Das neu aufgefundene Stück enthält den Entwurf dreier Strophen aus Caput VII., einem der Abschnitte, die in Köln spielen. Es handelt vom ebenso schläfrigen wie träumerischen Wesen der "deutschen Seele" und leitet eine der großen Traumsequenzen ein. Dort heißt es unter anderem:
 
"Franzosen und Russen gehört das Land,
Das Meer gehört den Britten,
Wir aber besitzen im Luftreich des Traums
Die Herrschaft unbestritten.
Hier, deutsche Seele, bist du groß..."
 
Der Entwurf gewährt zudem interessante neue Einblicke in den Arbeitsprozeß des Dichters, über dessen Gedanken stets das Damoklesschwert der Zensur hing.
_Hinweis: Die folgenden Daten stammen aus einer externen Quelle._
//! Service status models

use serde::{Deserialize, Serialize};

#[derive(Debug, Clone, Serialize, Deserialize)]
pub struct HealthResponse {
    /// `ok` when a model is loaded, `degraded` otherwise
    pub status: String,
    pub model_loaded: bool,
    pub model_version: Option<String>,
    pub environment: String,
    pub version: String,
}

#[derive(Debug, Clone, Serialize, Deserialize)]
pub struct ReloadResponse {
    pub status: String,
    pub message: String,
    pub model_version: String,
}

#[derive(Debug, Clone, Serialize, Deserialize)]
pub struct ResetResponse {
    pub status: String,
}
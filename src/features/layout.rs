//! Feature Layout - Centralized Feature Definition
//!
//! **This file controls the model input schema**
//!
//! The order below is the exact column order the booster was trained on.
//! Add, remove or reorder a feature → increment `FEATURE_VERSION` and
//! re-export the model.

use crc32fast::Hasher;
use serde::Serialize;

// ============================================================================
// FEATURE VERSION
// ============================================================================

/// Current feature layout version
pub const FEATURE_VERSION: u8 = 1;

// ============================================================================
// FEATURE LAYOUT (Authoritative source)
// ============================================================================

/// Feature names in exact order they appear in the vector
pub const FEATURE_LAYOUT: &[&str] = &[
    // === User (0-1) ===
    "age",                    // 0
    "gender",                 // 1: M=1, F=0

    // === Genre flags (2-19) ===
    "Action",                 // 2
    "Adventure",              // 3
    "Animation",              // 4
    "Children's",             // 5: transported as `Childrens`
    "Comedy",                 // 6
    "Crime",                  // 7
    "Documentary",            // 8
    "Drama",                  // 9
    "Fantasy",                // 10
    "Film-Noir",              // 11: transported as `FilmNoir`
    "Horror",                 // 12
    "Musical",                // 13
    "Mystery",                // 14
    "Romance",                // 15
    "Sci-Fi",                 // 16: transported as `SciFi`
    "Thriller",               // 17
    "War",                    // 18
    "Western",                // 19

    // === Occupation (20) ===
    "occupation_new",         // 20

    // === Aggregated counts (21-28) ===
    "user_total_ratings",     // 21
    "user_liked_ratings",     // 22
    "movie_total_ratings",    // 23
    "movie_liked_ratings",    // 24
    "occupation_movie_total", // 25
    "occupation_movie_liked", // 26
    "user_genre_total",       // 27
    "user_genre_liked",       // 28

    // === Rates (29-32) ===
    "user_like_rate",         // 29
    "user_genre_like_rate",   // 30
    "movie_like_rate",        // 31
    "occupation_like_rate",   // 32

    // === Movie (33) ===
    "release_year",           // 33
];

/// Total number of features
/// IMPORTANT: Must match FEATURE_LAYOUT.len()!
pub const FEATURE_COUNT: usize = 34;

/// CRC32 over the version byte and the NUL-terminated slot names
pub fn layout_hash() -> u32 {
    let mut hasher = Hasher::new();
    hasher.update(&[FEATURE_VERSION]);
    for name in FEATURE_LAYOUT {
        hasher.update(name.as_bytes());
        hasher.update(b"\0");
    }
    hasher.finalize()
}

/// Position of a schema label (`Children's`, not the transport key)
pub fn slot_index(label: &str) -> Option<usize> {
    FEATURE_LAYOUT.iter().position(|&n| n == label)
}

/// Served by `GET /model/info`
#[derive(Debug, Clone, Serialize)]
pub struct LayoutInfo {
    pub version: u8,
    pub hash: u32,
    pub feature_count: usize,
    pub feature_names: &'static [&'static str],
}

impl LayoutInfo {
    pub fn current() -> Self {
        Self {
            version: FEATURE_VERSION,
            hash: layout_hash(),
            feature_count: FEATURE_COUNT,
            feature_names: FEATURE_LAYOUT,
        }
    }
}
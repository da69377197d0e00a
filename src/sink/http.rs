//! HTTP Sink - POSTs prediction batches to a collector endpoint

use std::time::Duration;

use serde::Serialize;

use super::{PredictionRecord, PredictionSink, SinkError};

#[derive(Debug, Serialize)]
struct CollectorPayload<'a> {
    event_type: &'static str,
    count: usize,
    predictions: &'a [PredictionRecord],
}

/// Blocking JSON client shared by the collector and metrics exporters
pub struct JsonPoster {
    url: String,
    agent: ureq::Agent,
}

impl JsonPoster {
    pub fn new(url: impl Into<String>, timeout: Duration) -> Self {
        Self {
            url: url.into(),
            agent: ureq::AgentBuilder::new().timeout(timeout).build(),
        }
    }

    pub fn post<T: Serialize>(&self, payload: &T) -> Result<(), SinkError> {
        self.agent
            .post(&self.url)
            .send_json(serde_json::to_value(payload)?)
            .map_err(|e| SinkError::Http(format!("{}: {}", self.url, e)))?;
        Ok(())
    }
}

pub struct HttpSink {
    poster: JsonPoster,
}

impl HttpSink {
    pub fn new(url: impl Into<String>, timeout: Duration) -> Self {
        Self {
            poster: JsonPoster::new(url, timeout),
        }
    }
}

impl PredictionSink for HttpSink {
    fn name(&self) -> &'static str {
        "http"
    }

    fn write(&self, records: &[PredictionRecord]) -> Result<(), SinkError> {
        if records.is_empty() {
            return Ok(());
        }

        self.poster.post(&CollectorPayload {
            event_type: "prediction",
            count: records.len(),
            predictions: records,
        })?;

        tracing::debug!("Posted {} predictions to collector", records.len());
        Ok(())
    }
}

#[cfg(test)]
mod tests {
    use super::*;
    use chrono::Utc;

    #[test]
    fn test_unreachable_collector_is_error() {
        // Port 9 (discard) on localhost is closed in test environments
        let sink = HttpSink::new("http://127.0.0.1:9/collect", Duration::from_millis(200));
        let record = PredictionRecord {
            user_id: 1,
            movie_id: 2,
            age: 30,
            gender: "F".to_string(),
            prediction: 0.1,
            prediction_class: 0,
            model_version: "v".to_string(),
            inference_time_ms: 0.5,
            timestamp: Utc::now(),
        };

        assert!(matches!(sink.write(&[record]), Err(SinkError::Http(_))));
    }
}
Das Heinrich-Heine-Institut verfügt über die weltweit größte Sammlung von Heine-Handschriften. Mit seinem virtuosen Wortwitz, seinen Spitzen gegen die Obrigkeit und die rückständigen politischen Verhältnisse zählt "Deutschland. Ein Wintermärchen" wohl zu den Meisterwerken der deutschen Literatur. Zugleich ist es auch ein großes Bekenntnis des exilierten jüdischen Dichters zu seiner Heimat – jenseits der von ihm so verachteten "Deutschtümelei" – und ein bewegendes Plädoyer für ein "anderes", besseres Deutschland.